If you have a term life insurance policy that is set to expire in the near future, you might be unsure of what to do next. Do you start shopping from scratch or see if your current carrier has some type of deal to offer you? Either way, the one thing you don’t want is to be left without coverage.
Convertible term life insurance—as the name implies—provides the option to convert your current term life policy into a permanent policy that will last the rest of your life.
In this article, we’ll explain the basics of convertible term life for those who already have a convertible policy and for those who are buying term life insurance for the first time.
Quick Article Guide:
1. How Does Convertible Term Life Insurance Work?
2. Convertible vs. Renewable Term Life Insurance
3. What Situations are Best for Converting?
4. The Cost to Convert Seems High—What Should I Do?
5. I’m Buying My First Term Life Policy—Is It Convertible?
6. Let Us Help
If you own term life insurance policy, you may able to transfer it into a permanent policy at any point during your term or before your 65th or 70th birthday (whichever comes first). Many term life insurance policies allow a “conversion option”, but every company is different, and some are more flexible than others.
The key benefit of convertible term life insurance is that you do not have to re-qualify or participate in additional screening if you decide to convert your policy to permanent coverage.
So, if your health begins to deteriorate during your term, the conversion option enables you to secure coverage that will ensure a death benefit for your loved ones regardless of how long you live. Without a conversion option, you might otherwise struggle to qualify for any coverage at all after your term life insurance expired.
Most people falsely assume convertible and “renewable” term life insurance are synonymous. They’re indeed similar but certainly not the same.
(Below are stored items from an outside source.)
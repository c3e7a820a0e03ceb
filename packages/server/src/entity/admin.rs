use sea_orm::entity::prelude::*;
use serde::{Deserialize, Serialize};

#[sea_orm::model]
#[derive(Clone, Debug, PartialEq, Eq, DeriveEntityModel, Serialize, Deserialize)]
#[sea_orm(table_name = "admin")]
pub struct Model {
    #[sea_orm(primary_key)]
    pub id: i32,

    #[sea_orm(unique)]
    pub username: String,
    #[sea_orm(unique)]
    pub email: String,
    pub password: String,

    #[sea_orm(has_many)]
    pub stores: HasMany<super::store::Entity>,

    pub created_at: DateTimeUtc,
    pub updated_at: DateTimeUtc,
    pub deleted_at: Option<DateTimeUtc>,
}

impl ActiveModelBehavior for ActiveModel {}
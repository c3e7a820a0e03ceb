//! Store lifecycle. A store is the ownership root of every catalog row.

use chrono::Utc;
use sea_orm::*;
use tracing::instrument;

use super::guard::{self, AdminId};
use super::repo::{self, Page, PageWindow};
use super::tx::transact;
use super::CatalogError;
use crate::entity::{category, product, store};
use crate::models::shared::non_empty;
use crate::models::store::{CreateStoreRequest, UpdateStoreRequest};

#[instrument(level = "debug", skip(db, req))]
pub async fn create_store(
    db: &DatabaseConnection,
    admin: AdminId,
    req: CreateStoreRequest,
) -> Result<store::Model, CatalogError> {
    let now = Utc::now();
    let model = store::ActiveModel {
        name: Set(req.name.trim().to_string()),
        description: Set(req.description),
        admin_id: Set(admin.0),
        created_at: Set(now),
        updated_at: Set(now),
        deleted_at: Set(None),
        ..Default::default()
    }
    .insert(db)
    .await?;
    Ok(model)
}

/// The admin's live stores, oldest first.
#[instrument(level = "debug", skip(db))]
pub async fn list_stores(
    db: &DatabaseConnection,
    admin: AdminId,
    window: PageWindow,
) -> Result<Page<store::Model>, CatalogError> {
    let select = store::Entity::find()
        .filter(store::Column::AdminId.eq(admin.0))
        .filter(store::Column::DeletedAt.is_null());
    Ok(repo::paginate(db, select, store::Column::Id, window).await?)
}

/// Every live store of the admin, unpaginated.
pub async fn all_stores<C: ConnectionTrait>(
    db: &C,
    admin: AdminId,
) -> Result<Vec<store::Model>, CatalogError> {
    Ok(store::Entity::find()
        .filter(store::Column::AdminId.eq(admin.0))
        .filter(store::Column::DeletedAt.is_null())
        .order_by_asc(store::Column::Id)
        .all(db)
        .await?)
}

#[instrument(level = "debug", skip(db))]
pub async fn get_store(
    db: &DatabaseConnection,
    admin: AdminId,
    store_id: i32,
) -> Result<store::Model, CatalogError> {
    guard::owned_store(db, admin, store_id).await
}

#[instrument(level = "debug", skip(db, req))]
pub async fn update_store(
    db: &DatabaseConnection,
    admin: AdminId,
    store_id: i32,
    req: UpdateStoreRequest,
) -> Result<store::Model, CatalogError> {
    guard::owned_store(db, admin, store_id).await?;
    transact(db, move |txn| {
        Box::pin(async move {
            let existing = repo::lock_live::<store::Entity>(
                txn,
                store_id,
                store::Column::DeletedAt,
                "Store",
            )
            .await?;
            let mut active: store::ActiveModel = existing.into();
            if let Some(name) = non_empty(&req.name) {
                active.name = Set(name.to_string());
            }
            if let Some(description) = non_empty(&req.description) {
                active.description = Set(description.to_string());
            }
            active.updated_at = Set(Utc::now());
            Ok(active.update(txn).await?)
        })
    })
    .await
}

/// Soft-delete a store. Refused while it still has live categories or
/// products.
#[instrument(level = "debug", skip(db))]
pub async fn delete_store(
    db: &DatabaseConnection,
    admin: AdminId,
    store_id: i32,
) -> Result<(), CatalogError> {
    guard::owned_store(db, admin, store_id).await?;
    transact(db, move |txn| {
        Box::pin(async move {
            repo::lock_live::<store::Entity>(txn, store_id, store::Column::DeletedAt, "Store")
                .await?;

            let categories = repo::count_live::<category::Entity, _>(
                txn,
                category::Column::DeletedAt,
                Condition::all().add(category::Column::StoreId.eq(store_id)),
            )
            .await?;
            let products = repo::count_live::<product::Entity, _>(
                txn,
                product::Column::DeletedAt,
                Condition::all().add(product::Column::StoreId.eq(store_id)),
            )
            .await?;
            if categories > 0 || products > 0 {
                return Err(CatalogError::Conflict(format!(
                    "Store still has {categories} categories and {products} products"
                )));
            }

            repo::soft_delete_where::<store::Entity, _>(
                txn,
                store::Column::DeletedAt,
                store::Column::UpdatedAt,
                Condition::all().add(store::Column::Id.eq(store_id)),
            )
            .await?;
            Ok(())
        })
    })
    .await
}
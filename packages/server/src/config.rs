use config::{Config, ConfigError, Environment, File};
use serde::Deserialize;

#[derive(Debug, Deserialize, Clone)]
pub struct CorsConfig {
    pub allow_origins: Vec<String>,
    pub max_age: u64,
}

#[derive(Debug, Deserialize, Clone)]
pub struct ServerConfig {
    pub host: String,
    pub port: u16,
    pub request_timeout_secs: u64,
    pub cors: CorsConfig,
}

#[derive(Debug, Deserialize, Clone)]
pub struct DatabaseConfig {
    pub url: String,
}

#[derive(Debug, Deserialize, Clone)]
pub struct AuthConfig {
    pub jwt_secret: String,
    pub token_ttl_hours: i64,
}

#[derive(Debug, Deserialize, Clone)]
pub struct AppConfig {
    pub server: ServerConfig,
    pub database: DatabaseConfig,
    pub auth: AuthConfig,
}

impl AppConfig {
    pub fn load() -> Result<Self, ConfigError> {
        let s = Config::builder()
            .set_default("server.host", "127.0.0.1")?
            .set_default("server.port", 3000)?
            .set_default("server.request_timeout_secs", 30)?
            .set_default("server.cors.allow_origins", Vec::<String>::new())?
            .set_default("server.cors.max_age", 3600)?
            .set_default("auth.token_ttl_hours", 24)?
            // Load from config/config.toml
            .add_source(File::with_name("config/config").required(false))
            // Override from environment (e.g., CATALOG__AUTH__JWT_SECRET)
            .add_source(
                Environment::with_prefix("CATALOG")
                    .separator("__")
                    .list_separator(",")
                    .with_list_parse_key("server.cors.allow_origins")
                    .try_parsing(true),
            )
            .build()?;

        s.try_deserialize()
    }
}
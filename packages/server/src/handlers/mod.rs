pub mod auth;
pub mod category;
pub mod product;
pub mod store;
pub mod variant;
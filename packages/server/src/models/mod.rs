pub mod auth;
pub mod category;
pub mod product;
pub mod shared;
pub mod store;
pub mod variant;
If a policy is renewable, it means that you can extend the same policy after your term ends. A convertible policy differs in that it gives you the ability to switch from term life insurance to whole life insurance. Most term life insurance policies offer both options and allow you to renew or convert your existing term insurance policy without a new medical exam or health screening.
Side by side, convertible and renewable term life insurance provide peace of mind for the worst-case scenario that you were to become terminally ill toward the end of your term. But keep in mind that renewable policies renew automatically—if you do not wish to renew, you need to proactively drop your coverage with your carrier. Most life insurance companies will send you a notice 90 to 180 days before your policy’s guaranteed term ends, alerting you of the increasing cost to keep your policy active.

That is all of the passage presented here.